Several important agencies oversee the importation of goods into US ports. An already rushed delivery can be further delayed without proper trade compliance, documentation, and labeling that violates antidumping and countervailing duties imposed on items classified from certain origin countries. Accordingly, the US Customs and Border Protection agency has the authority to inspect, seize, fine, and demand further inquiry when shippers or goods fall into sometimes confusing categories. When notification from any federal agency is given, it’s important to be prepared and find solutions quickly before the problem worsens.
Similarly, countries that receive goods from the US may face similar scrutiny when regulatory benchmarks are not satisfied. Essentially termed “export controls”, some may appear bureaucratic in nature while others face serious violations of domestic law (i.e., failing to an electronic export information for goods over $2,500). When merchants hear the news that their goods have been seized, many are stunned to learn they must petition (or protest) the seizure within 30 days.
Under Title VII, the Department of Commerce and the International Trade Commission hold the responsibilities in determining whether a foreign importer has violated US Tariff law by selling goods under fair value or those which have been subsidized by foreign government programs. This is done through a preliminary phase injury investigation. Where one agency determines whether either subsidizing or dumping exists, the other determines the degree.
Counterfeit goods and other electronic machinery that violates patents and IP protections are often initiated at the customs and border patrol entry. Often discovered through CBP investigations or through trademark recordation by the mark holders, heavy fines and the risk of incarceration are not uncommon. These issues can even stem from the often confused and misinterpreted grey market allowances which have their own exceptions.
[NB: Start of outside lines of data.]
//! Query gateway adapter: HTTP reads and resets against the store.

use std::sync::Arc;

use iw_02_aggregation::{AggregationError, AggregationService, EventAggregationApi};
use iw_03_query_gateway::{EventQueryProvider, QueryError, StoreHealth};
use shared_types::AppKey;

/// `EventQueryProvider` over the aggregation store.
#[derive(Clone)]
pub struct StoreQueryAdapter {
    store: Arc<AggregationService>,
}

impl StoreQueryAdapter {
    pub fn new(store: Arc<AggregationService>) -> Self {
        Self { store }
    }
}

impl EventQueryProvider for StoreQueryAdapter {
    fn events_json(&self, app_key: &AppKey) -> Result<String, QueryError> {
        self.store.render(app_key).map_err(to_query_error)
    }

    fn reset(&self) {
        self.store.reset();
    }

    fn health(&self) -> StoreHealth {
        let stats = self.store.stats();
        StoreHealth {
            applications: stats.applications,
            observations: stats.observations,
        }
    }
}

fn to_query_error(err: AggregationError) -> QueryError {
    match err {
        AggregationError::NotFound { .. } => QueryError::NotFound,
        AggregationError::Serialization(detail) => QueryError::Internal(detail),
    }
}
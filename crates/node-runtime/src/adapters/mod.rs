//! # Adapter Implementations
//!
//! Concrete implementations of the driven ports of the ingestion and query
//! subsystems, both backed by the single `AggregationService`.
//!
//! ```text
//!   UdpIngestListener ──ObservationSink──→ StoreObservationSink ─┐
//!                                                                ├─→ AggregationService
//!   QueryGatewayService ─EventQueryProvider─→ StoreQueryAdapter ─┘
//! ```

pub mod ingestion;
pub mod query_gateway;

pub use ingestion::StoreObservationSink;
pub use query_gateway::StoreQueryAdapter;
//! Ports Layer
//!
//! Driving port (inbound) for callers of the aggregation core. The core has
//! no driven dependencies; listeners reach it through adapters in the node
//! runtime.

pub mod inbound;

pub use inbound::{EventAggregationApi, StoreStats};
//! Domain Layer - Wire format
//!
//! RULES:
//! - No I/O operations
//! - No async code

pub mod record;

pub use record::{decode, encode, ADDRESS_LEN, RECORD_SIZE};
Many individuals and businesses are not aware that criminal charges can originate from investigations into goods brought into the US or other countries. Apart from the more obvious of illicit activities (illegal substances and counterfeit goods), some cases may elevate into full-scale criminal prosecutions when food labeling and other hazardous materials rise to level of extreme neglect such as intentional fraud. Political and public support has been the turning point for criminalizing import violations where product safety and gross evasion. Accordingly, CBP may forward their investigations to the Department of Justice for consideration of formal charges.